=== Records from a data collection ===

----------

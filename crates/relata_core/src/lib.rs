//! # Relata Core
//!
//! Unit-of-work persistence engine for Relata.
//!
//! This crate provides:
//! - Entity metadata: descriptor tables of identifier and attribute accessors
//! - A persistence context with an identity map and snapshot dirty checking
//! - An ordered action queue (insertions, then updates, then deletions)
//! - A transaction coordinator that releases its connection exactly once
//! - The [`EntityManager`] session façade and its factory
//! - A small query language over registered entities
//!
//! ## Example
//!
//! ```
//! use relata_core::{
//!     AttributeType, CoreResult, Entity, EntityMetadata, EntityRef, Persistence,
//!     PersistenceConfig,
//! };
//!
//! #[derive(Debug, Default)]
//! struct Member {
//!     id: i64,
//!     name: String,
//! }
//!
//! impl Entity for Member {
//!     fn metadata() -> CoreResult<EntityMetadata> {
//!         EntityMetadata::builder::<Member>("Member")
//!             .table("members")
//!             .id("id", AttributeType::Integer, |m| m.id.into(), |m, v| {
//!                 m.id = v.into_typed()?;
//!                 Ok(())
//!             })
//!             .attribute("name", AttributeType::Text, |m| m.name.clone().into(), |m, v| {
//!                 m.name = v.into_typed()?;
//!                 Ok(())
//!             })
//!             .build()
//!     }
//! }
//!
//! let factory = Persistence::create_entity_manager_factory(
//!     PersistenceConfig::in_memory().register::<Member>(),
//! )
//! .unwrap();
//! # {
//! #     use relata_storage::ConnectionProvider;
//! #     let mut raw = factory.provider().acquire().unwrap();
//! #     raw.execute_batch("CREATE TABLE members (id INTEGER PRIMARY KEY, name TEXT)").unwrap();
//! #     factory.provider().release(raw).unwrap();
//! # }
//! let mut em = factory.create_entity_manager().unwrap();
//!
//! em.begin().unwrap();
//! let alice = EntityRef::new(Member { id: 1, name: "Alice".into() });
//! em.persist(&alice).unwrap();
//! em.commit().unwrap();
//!
//! em.begin().unwrap();
//! let found = em.find::<Member>(1).unwrap().unwrap();
//! assert_eq!(found.read().name, "Alice");
//! em.commit().unwrap();
//! ```

#![deny(unsafe_code)]
#![warn(missing_docs)]

pub mod config;
pub mod context;
pub mod entity;
mod error;
pub mod executor;
pub mod metadata;
pub mod persister;
pub mod query;
pub mod session;
pub mod sql;
pub mod transaction;
mod types;

pub use config::PersistenceConfig;
pub use context::{ActionKind, ActionQueue, EntityAction, PersistenceContext};
pub use entity::{Entity, EntityEntry, EntityKey, EntityRef, EntityStatus};
pub use error::{CoreError, CoreResult};
pub use executor::{SqlExecutor, StatementExecutor};
pub use metadata::{
    AttributeMetadata, EntityMetadata, EntityMetadataBuilder, IdGeneration, IdentifierMetadata,
    MetadataRegistry,
};
pub use query::{QueryParser, QueryTranslator, TypedQuery};
pub use session::{EntityManager, EntityManagerFactory, Persistence};
pub use sql::Statement;
pub use transaction::{TransactionCoordinator, TransactionStatus};
pub use types::{EntityHandle, EntityType, FlushStats};

pub use relata_codec::{
    AttributeType, CodecError, CodecRegistry, FromValue, SqlValue, Value, ValueCodec,
};
//! Transaction coordination.
//!
//! A [`TransactionCoordinator`] owns the connection of one unit of work:
//! - **begin** acquires a connection and turns auto-commit off
//! - **commit** and **rollback** end the transaction and always hand the
//!   connection back to its provider exactly once

mod coordinator;
mod state;

pub use coordinator::{ClearCallback, FlushCallback, TransactionCoordinator};
pub use state::TransactionStatus;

----------

Print all the data exactly as shown above.

filename crates/relata_core/src/lib.rs
//! # Relata Core
//!
//! Unit-of-work persistence engine for Relata.
//!
//! This crate provides:
//! - Entity metadata: descriptor tables of identifier and attribute accessors
//! - A persistence context with an identity map and snapshot dirty checking
//! - An ordered action queue (insertions, then updates, then deletions)
//! - A transaction coordinator that releases its connection exactly once
//! - The [`EntityManager`] session façade and its factory
//! - A small query language over registered entities
//!
//! ## Example
//!
//! ```
//! use relata_core::{
//!     AttributeType, CoreResult, Entity, EntityMetadata, EntityRef, Persistence,
//!     PersistenceConfig,
//! };
//!
//! #[derive(Debug, Default)]
//! struct Member {
//!     id: i64,
//!     name: String,
//! }
//!
//! impl Entity for Member {
//!     fn metadata() -> CoreResult<EntityMetadata> {
//!         EntityMetadata::builder::<Member>("Member")
//!             .table("members")
//!             .id("id", AttributeType::Integer, |m| m.id.into(), |m, v| {
//!                 m.id = v.into_typed()?;
//!                 Ok(())
//!             })
//!             .attribute("name", AttributeType::Text, |m| m.name.clone().into(), |m, v| {
//!                 m.name = v.into_typed()?;
//!                 Ok(())
//!             })
//!             .build()
//!     }
//! }
//!
//! let factory = Persistence::create_entity_manager_factory(
//!     PersistenceConfig::in_memory().register::<Member>(),
//! )
//! .unwrap();
//! # {
//! #     use relata_storage::ConnectionProvider;
//! #     let mut raw = factory.provider().acquire().unwrap();
//! #     raw.execute_batch("CREATE TABLE members (id INTEGER PRIMARY KEY, name TEXT)").unwrap();
//! #     factory.provider().release(raw).unwrap();
//! # }
//! let mut em = factory.create_entity_manager().unwrap();
//!
//! em.begin().unwrap();
//! let alice = EntityRef::new(Member { id: 1, name: "Alice".into() });
//! em.persist(&alice).unwrap();
//! em.commit().unwrap();
//!
//! em.begin().unwrap();
//! let found = em.find::<Member>(1).unwrap().unwrap();
//! assert_eq!(found.read().name, "Alice");
//! em.commit().unwrap();
//! ```

#![deny(unsafe_code)]
#![warn(missing_docs)]

pub mod config;
pub mod context;
pub mod entity;
mod error;
pub mod executor;
pub mod metadata;
pub mod persister;
pub mod query;
pub mod session;
pub mod sql;
pub mod transaction;
mod types;

pub use config::PersistenceConfig;
pub use context::{ActionKind, ActionQueue, EntityAction, PersistenceContext};
pub use entity::{Entity, EntityEntry, EntityKey, EntityRef, EntityStatus};
pub use error::{CoreError, CoreResult};
pub use executor::{SqlExecutor, StatementExecutor};
pub use metadata::{
    AttributeMetadata, EntityMetadata, EntityMetadataBuilder, IdGeneration, IdentifierMetadata,
    MetadataRegistry,
};
pub use query::{QueryParser, QueryTranslator, TypedQuery};
pub use session::{EntityManager, EntityManagerFactory, Persistence};
pub use sql::Statement;
pub use transaction::{TransactionCoordinator, TransactionStatus};
pub use types::{EntityHandle, EntityType, FlushStats};

pub use relata_codec::{
    AttributeType, CodecError, CodecRegistry, FromValue, SqlValue, Value, ValueCodec,
};
//! Transaction coordination.
//!
//! A [`TransactionCoordinator`] owns the connection of one unit of work:
//! - **begin** acquires a connection and turns auto-commit off
//! - **commit** and **rollback** end the transaction and always hand the
//!   connection back to its provider exactly once

mod coordinator;
mod state;

pub use coordinator::{ClearCallback, FlushCallback, TransactionCoordinator};
pub use state::TransactionStatus;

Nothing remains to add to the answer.